Abbeville.—Lever du soleil,—salué par un chœur formidable de deux millions de canards qui barbottent dans les marais de la route.—S..... fait observer judicieusement que la présence de ces oiseaux n'est peut-être pas étrangère à l'industrie des pâtés, qui est une richesse de la contrée.—On ne lui dit pas le contraire.—L'heure de la justice semble à la fin venue.—Nadar vient d'épuiser sa provision de cigares, et se livre à l'emprunt;—on lui refuse:—il propose comme transaction de rester debout pendant tout le temps qu'il fumera.—Douze porte-cigares lui sont tendus.—Nadar se lève, tout le monde peut s'asseoir.
Entre Abbeville et Boulogne, dont nous sommes encore éloignés d'une vingtaine de lieues, quelqu'un propose de charmer les dernières heures du voyage par un jeu quelconque. Ce vœu n'est pas plus tôt exprimé, qu'un sixain de cartes se trouve comme par miracle éparpillé sur la table.—La partie s'engage avec une fureur douce.—Nadar a la veine: dans un moment, il a cinq mille francs devant lui;—le ponte est intimidé;—*** se consulte et ne tient pas le coup, dans la crainte d'un refait. Tout à coup une voix qui sort du wagon voisin, et qu'on reconnaît pour celle du riche étranger, crie: Banco!—Nadar abat deux as de pique;—*** se félicite de sa prudence,—et le riche étranger, auquel on a notifié sa perte, envoie à Nadar, par un employé du train, une enveloppe chargée sur laquelle il a écrit: Enchanté d'avoir fait votre connaissance. Tel est le dernier épisode de notre voyage.

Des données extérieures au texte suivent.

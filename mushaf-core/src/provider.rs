//! Boundaries to the outside world: the Mushaf REST service and the host's
//! media element.

use crate::error::CoreError;
use crate::model::{
    AyahAudio, AyahLocation, AyahNumber, Layout, LayoutId, Page, PageNumber, RecitationId,
    SearchResponse, SurahNamesResponse, SurahNumber, WordAudio, WordId,
};
use crate::timeline::MediaCommand;
use async_trait::async_trait;
use std::time::Duration;

/// Default number of search hits requested.
pub const DEFAULT_SEARCH_LIMIT: usize = 20;

/// Query parameters for a text search
#[derive(Debug, Clone, PartialEq, Eq)]
pub struct SearchQuery {
    /// Free text, matched by the backend
    pub text: String,
    /// Maximum number of ranked hits
    pub limit: usize,
}

impl SearchQuery {
    pub fn new(text: impl Into<String>) -> Self {
        Self {
            text: text.into(),
            limit: DEFAULT_SEARCH_LIMIT,
        }
    }

    #[must_use]
    pub const fn with_limit(mut self, limit: usize) -> Self {
        self.limit = limit;
        self
    }

    /// Trimmed query text; `None` when there is nothing to search for.
    #[must_use]
    pub fn trimmed(&self) -> Option<&str> {
        let text = self.text.trim();
        (!text.is_empty()).then_some(text)
    }
}

/// Read-only access to the Mushaf service.
///
/// Implementations report a missing page or ayah mapping as a not-found
/// error and missing audio as an unavailable error. They must never
/// substitute placeholder data for a failed call.
#[async_trait]
pub trait MushafApi: Send + Sync {
    /// Provider name, for logging
    fn name(&self) -> &'static str;

    /// `GET /qul/layouts`
    async fn layouts(&self) -> Result<Vec<Layout>, CoreError>;

    /// `GET /qul/page/{page}`
    async fn page(&self, page_number: PageNumber) -> Result<Page, CoreError>;

    /// `GET /qul/surah-names`
    async fn surah_names(&self) -> Result<SurahNamesResponse, CoreError>;

    /// `GET /qul/search?q=&limit=`
    async fn search(&self, query: &SearchQuery) -> Result<SearchResponse, CoreError>;

    /// `GET /mushaf/surah/{s}/ayah/{a}/page?layout_id=`
    async fn ayah_page(
        &self,
        surah: SurahNumber,
        ayah: AyahNumber,
        layout_id: LayoutId,
    ) -> Result<AyahLocation, CoreError>;

    /// `GET /audio/ayah/{s}/{a}/recitation/{r}`
    async fn ayah_audio(
        &self,
        surah: SurahNumber,
        ayah: AyahNumber,
        recitation_id: RecitationId,
    ) -> Result<AyahAudio, CoreError>;

    /// `GET /audio/word/{id}/recitation/{r}`
    async fn word_audio(
        &self,
        word_id: WordId,
        recitation_id: RecitationId,
    ) -> Result<WordAudio, CoreError>;
}

/// The host's audio element. Calls must not block.
pub trait MediaOutput: Send {
    fn load(&mut self, url: &str);

    fn seek(&mut self, position: Duration);

    fn play(&mut self);

    fn pause(&mut self);

    /// Dispatch a timeline command to the matching method.
    fn apply(&mut self, command: &MediaCommand) {
        match command {
            MediaCommand::Load { url } => self.load(url),
            MediaCommand::Seek(position) => self.seek(*position),
            MediaCommand::Play => self.play(),
            MediaCommand::Pause => self.pause(),
        }
    }
}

Quant aux courses où j'ai assisté, je t'avouerai que c'est un plaisir auquel je ne crois pas devoir être parfaitement initié.—S....., qui est passé maître en matière de sport, s'est donné beaucoup de mal pour m'en expliquer tous les termes et tous les usages. J'ai eu beau me mettre une carte au chapeau, je n'ai rien compris aux cérémonies du pesage, ni au jargon de ces petits gnomes, habillés en glaces panachées, qu'on appelle des jockeys, et qui n'ont d'autre industrie que d'être plus légers qu'une douzaine de bouchons. Un attelage de dix percherons traînant un bloc de dix à vingt mille kilogrammes, et faisant saillir leur robuste musculature sous l'effort, me paraît un spectacle plus intéressant que le plus merveilleux handicap. À l'issue du banquet qui nous a été offert à l'hôtel des Bains,—Et qui a clos cette journée hospitalière,—Nadar m'a appris qu'il partait pour Londres le soir même, et qu'il m'attachait à sa suite.—À toi donc, je t'écrirai de l'autre côté de la Manche.